On July 8, 2013, the Food and Drug Administration (FDA) announced the availability of a draft guidance, “Medical Device Reporting for Manufacturers,” which when final, will supersede the 1997 version. The draft addresses specific questions about the reporting and recordkeeping requirements for device-related adverse events.
The draft significantly expands on the earlier guidance for manufacturers and attempts to respond to the practical concerns of industry. For example, it includes recommendations concerning:
- evaluating differences of medical opinion;
- conducting follow up investigations;
- determining the expected life of the device;
- reporting events for devices marketed only in foreign countries;
- reporting events for devices that are no longer being manufactured;
- allocating responsibility for reporting after a 510(k) has been transferred to another firm; and
- dealing with patient confidentiality rules in health care settings.

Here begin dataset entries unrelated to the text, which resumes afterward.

//! Storage setup and initialization

use anyhow::Result;
use mediagate_core::Config;
use mediagate_storage::{create_storage, Storage};
use std::sync::Arc;

/// Construct the configured storage backend once; it is injected everywhere else.
pub async fn setup_storage(config: &Config) -> Result<Arc<dyn Storage>> {
    tracing::info!("Initializing storage backend...");
    let storage = create_storage(config).await?;
    tracing::info!(
        backend = %storage.backend_type(),
        "Storage backend initialized successfully"
    );
    Ok(storage)
}
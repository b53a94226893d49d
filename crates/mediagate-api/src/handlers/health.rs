//! Liveness probe.

use crate::state::AppState;
use axum::{extract::State, Json};
use serde::{Deserialize, Serialize};
use std::sync::Arc;
use utoipa::ToSchema;

#[derive(Debug, Serialize, Deserialize, ToSchema)]
pub struct HealthResponse {
    pub status: String,
    /// Configured storage backend ("s3" or "local")
    pub storage: String,
    pub version: String,
}

#[utoipa::path(
    get,
    path = "/health",
    tag = "health",
    responses(
        (status = 200, description = "Service is running", body = HealthResponse)
    )
)]
pub async fn health_check(State(state): State<Arc<AppState>>) -> Json<HealthResponse> {
    Json(HealthResponse {
        status: "healthy".to_string(),
        storage: state.pipeline.storage().backend_type().to_string(),
        version: env!("CARGO_PKG_VERSION").to_string(),
    })
}
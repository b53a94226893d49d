//! HTTP error response conversion
//!
//! Handlers return `Result<_, HttpAppError>`. Validation and processing errors convert
//! into it with `?`, and it renders status, JSON body and log line from the error's
//! [`ErrorMetadata`].

use axum::{
    http::StatusCode,
    response::{IntoResponse, Response},
    Json,
};
use mediagate_core::{ErrorMetadata, IngestError, LogLevel, ProcessingError, ValidationError};
use serde::{Deserialize, Serialize};
use utoipa::ToSchema;

#[derive(Debug, Serialize, Deserialize, ToSchema)]
pub struct ErrorResponse {
    /// Human-readable message
    pub error: String,
    /// Machine-readable error code for programmatic handling
    pub code: String,
    /// Measured duration in seconds, present on a duration mismatch
    #[serde(default, skip_serializing_if = "Option::is_none")]
    pub real_duration: Option<f64>,
}

/// Wrapper type for IngestError to implement IntoResponse
///
/// Needed because of the orphan rule: IntoResponse and IngestError both live in
/// other crates.
#[derive(Debug)]
pub struct HttpAppError(pub IngestError);

impl From<IngestError> for HttpAppError {
    fn from(err: IngestError) -> Self {
        HttpAppError(err)
    }
}

impl From<ValidationError> for HttpAppError {
    fn from(err: ValidationError) -> Self {
        HttpAppError(err.into())
    }
}

impl From<ProcessingError> for HttpAppError {
    fn from(err: ProcessingError) -> Self {
        HttpAppError(err.into())
    }
}

fn log_error(error: &IngestError) {
    let error_type = error.error_type();
    let code = error.error_code();
    match error.log_level() {
        LogLevel::Debug => {
            tracing::debug!(error = %error, error_type = error_type, code = code, "Upload rejected");
        }
        LogLevel::Warn => {
            tracing::warn!(error = %error, error_type = error_type, code = code, "Upload rejected");
        }
        LogLevel::Error => {
            tracing::error!(error = %error, error_type = error_type, code = code, "Upload failed");
        }
    }
}

impl IntoResponse for HttpAppError {
    fn into_response(self) -> Response {
        let error = &self.0;

        let status = StatusCode::from_u16(error.http_status_code())
            .unwrap_or(StatusCode::INTERNAL_SERVER_ERROR);

        log_error(error);

        let body = Json(ErrorResponse {
            error: error.client_message(),
            code: error.error_code().to_string(),
            real_duration: error.real_duration(),
        });

        (status, body).into_response()
    }
}
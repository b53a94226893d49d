//! Mediagate Core Library
//!
//! This crate provides the domain models, typed request parsing, error taxonomy and
//! configuration shared by the storage, processing and API crates.

pub mod config;
pub mod constants;
pub mod error;
pub mod models;
pub mod storage_types;

// Re-export commonly used types
pub use config::{BaseConfig, Config, IngestConfig};
pub use error::{ErrorMetadata, IngestError, LogLevel, ProcessingError, ValidationError};
pub use storage_types::StorageBackend;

One of the most difficult issues manufacturers face is determining whether an event is reportable. The draft contains some suggestions on this topic, including events involving:
- a delay in surgery;
- the failure of a diagnostic device; and
- incorrect treatment with a radiation therapy device.
The draft makes additional practical recommendations concerning the information that should be submitted in the different blocks on the MedWatch Form 3500A. Finally, the draft makes clear that certain changes to MDR reporting proposed by Congress in the Food and Drug Administration Amendments Act of 2007 have not been implemented by FDA. The result is that malfunction reporting requirements for class I and those class II devices that are not permanently implantable, life supporting or life sustaining, continue to be subject to the MDR reporting requirements of 21 C.F.R. part 803.
The draft guidance is available here. Comments should be submitted by October 7, 2013.